Synopsis: Natsume Yuujinchou focuses upon a boy, Natsume Takashi, who has the power to see supernatural beings that others could not. As a result, many people have either thought he was crazy or treated him as a sign of bad luck. All of this would change once he got his hands on a strange book that belonged to his grandmother, Reiko, which contains the names of all the spirits that his grandmother had contracted into helping her. Natsume, accompanied by Madara, a spirit who disguises himself as the large cat Nyanko-sensei, resolves to free the spirits from their contracts, making new friends in the process and learning how to live in harmony with humans and spirits.
Main characters: Exhibit a lot of growth and development.
Natsume and Nyanko-sensei: Interactions are fun to watch.
Atmosphere: Subdued, but absolutely beautiful.
Storytelling: Sentimental, uplifting, even heartbreaking at times, but wonderful.
Music: Soft and unobtrusive.
Natsume Yuujinchou Review
The concept of the episodic anime series revolving around supernatural beings is a relatively new phenomenon. But it’s a genre with a stellar track record. Natsume Yuujinchou, Brains Base’s latest foray into the genre, doesn’t pack a punch like Mushishi, but it is enjoyable in its own right. By taking a down-to-earth approach to its stories and filling them with emotional moments, this series forges a connection between the humans and the spirits. This allows the viewer to understand and sympathize with the characters and makes the anime’s poignant vignettes all the more memorable.
From start to finish, Natsume Yuujinchou rarely wastes a second. Each episode builds itself up by focusing upon a simple theme like lost love or reconciling disagreements between friends. The familiarity and relatability of such situations are crucial to this series. Once the audience understands the basic premise, the episode can then develop the emotional side and draw it out to great effect.
And develop the emotional side it does. Each episode brings forth its distinct mood flawlessly, regardless of the subject matter. Whether the episode is trying to aim for comedic fare, a sentimental moment, or an uplifting experience, the episode hits the mark more often than not. I found myself content to sit back and be taken along for the ride.
None of this would have been possible if the series had not taken care to develop the characters. The spirits themselves are fleshed out rather well. Each one has a distinct personality and detailed backstory that makes it easier for the audience to empathize with them. However, where this series excels is how they develop the main characters, especially Natsume.
Natsume’s role makes him the bridge from one episode to the next. Though he starts out as a reluctant protagonist, by being forced to interact with spirits, his stance towards them softens. Furthermore, his interactions encourage him to break out of his shell to socialize with people more. This progression is slow and subtle, but the Natsume at the start of the series is different from the one at the end. The honesty of the feelings and emotions that go into Natsume’s development is disarming in a way that’s almost ARIA-eque.
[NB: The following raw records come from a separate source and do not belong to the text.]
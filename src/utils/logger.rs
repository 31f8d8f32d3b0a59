use tracing_subscriber::{layer::SubscriberExt, util::SubscriberInitExt, EnvFilter};

fn default_filter(verbose: bool) -> EnvFilter {
    if verbose {
        EnvFilter::try_from_default_env()
            .unwrap_or_else(|_| EnvFilter::new("spark_network=debug,info"))
    } else {
        EnvFilter::try_from_default_env().unwrap_or_else(|_| EnvFilter::new("spark_network=info"))
    }
}

pub fn init_cli_logger(verbose: bool) {
    tracing_subscriber::registry()
        .with(default_filter(verbose))
        .with(
            tracing_subscriber::fmt::layer()
                .with_target(false)
                .with_thread_ids(false)
                .with_file(false)
                .with_line_number(false)
                .compact(),
        )
        .init();
}

/// JSON lines, for runs scheduled under a collector.
pub fn init_json_logger(verbose: bool) {
    tracing_subscriber::registry()
        .with(default_filter(verbose))
        .with(
            tracing_subscriber::fmt::layer()
                .with_target(false)
                .with_thread_ids(false)
                .with_file(false)
                .with_line_number(false)
                .json(),
        )
        .init();
}
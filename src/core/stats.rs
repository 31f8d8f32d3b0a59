use crate::domain::model::{Node, Stats};
use std::collections::BTreeMap;

/// Active node names grouped by role. Names keep catalog order within a role.
pub fn group_roles(nodes: &[Node]) -> BTreeMap<String, Vec<String>> {
    let mut roles: BTreeMap<String, Vec<String>> = BTreeMap::new();
    for node in nodes.iter().filter(|n| n.exists) {
        roles
            .entry(node.role.clone())
            .or_default()
            .push(node.name.clone());
    }
    roles
}

pub fn aggregate(nodes: &[Node]) -> Stats {
    let active = nodes.iter().filter(|n| n.exists).count();
    let with_pages = nodes.iter().filter(|n| n.exists && n.has_pages()).count();

    Stats {
        total_defined: nodes.len(),
        active,
        with_pages,
        roles: group_roles(nodes)
            .into_iter()
            .map(|(role, names)| (role, names.len()))
            .collect(),
    }
}

#[cfg(test)]
mod tests {
    use super::*;
    use crate::domain::model::RepoStatus;

    fn node(name: &str, role: &str, status: Option<bool>) -> Node {
        Node {
            name: name.to_string(),
            role: role.to_string(),
            icon: "x".to_string(),
            tier: 2,
            exists: status.is_some(),
            status: status.map(|has_pages| RepoStatus {
                has_pages,
                updated: String::new(),
                size: 0,
                language: "None".to_string(),
                url: String::new(),
                pages_url: has_pages.then(|| format!("https://o.github.io/{}/", name)),
            }),
        }
    }

    #[test]
    fn test_empty_active_set() {
        let nodes = vec![node("a", "core", None), node("b", "hub", None)];
        let stats = aggregate(&nodes);

        assert_eq!(stats.total_defined, 2);
        assert_eq!(stats.active, 0);
        assert_eq!(stats.with_pages, 0);
        assert!(stats.roles.is_empty());
        assert!(group_roles(&nodes).is_empty());
    }

    #[test]
    fn test_no_nodes_at_all() {
        assert_eq!(aggregate(&[]), Stats::default());
    }

    #[test]
    fn test_counts_and_role_grouping() {
        let nodes = vec![
            node("market", "commerce", Some(true)),
            node("hub", "hub", Some(false)),
            node("token", "commerce", Some(false)),
            node("mint", "commerce", None),
            node("vault", "storage", None),
        ];

        let stats = aggregate(&nodes);
        assert_eq!(stats.total_defined, 5);
        assert_eq!(stats.active, 3);
        assert_eq!(stats.with_pages, 1);
        assert_eq!(stats.roles.get("commerce"), Some(&2));
        assert_eq!(stats.roles.get("hub"), Some(&1));
        assert!(!stats.roles.contains_key("storage"));

        let roles = group_roles(&nodes);
        assert_eq!(roles["commerce"], vec!["market", "token"]);
        let grouped: usize = roles.values().map(Vec::len).sum();
        assert_eq!(grouped, stats.active);
    }
}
That is, it grabs at the audience’s heartstrings by encouraging them to reach out and form that emotional bond with Natsume.
The artwork and the soundtrack immerse the viewer into Natsume Yuujinchou‘s subdued, enchanting setting. Even then, the series shines brightest in the way it tells its stories and develops its cast. Just be prepared for the occasional bout of waterworks that comes with this ride.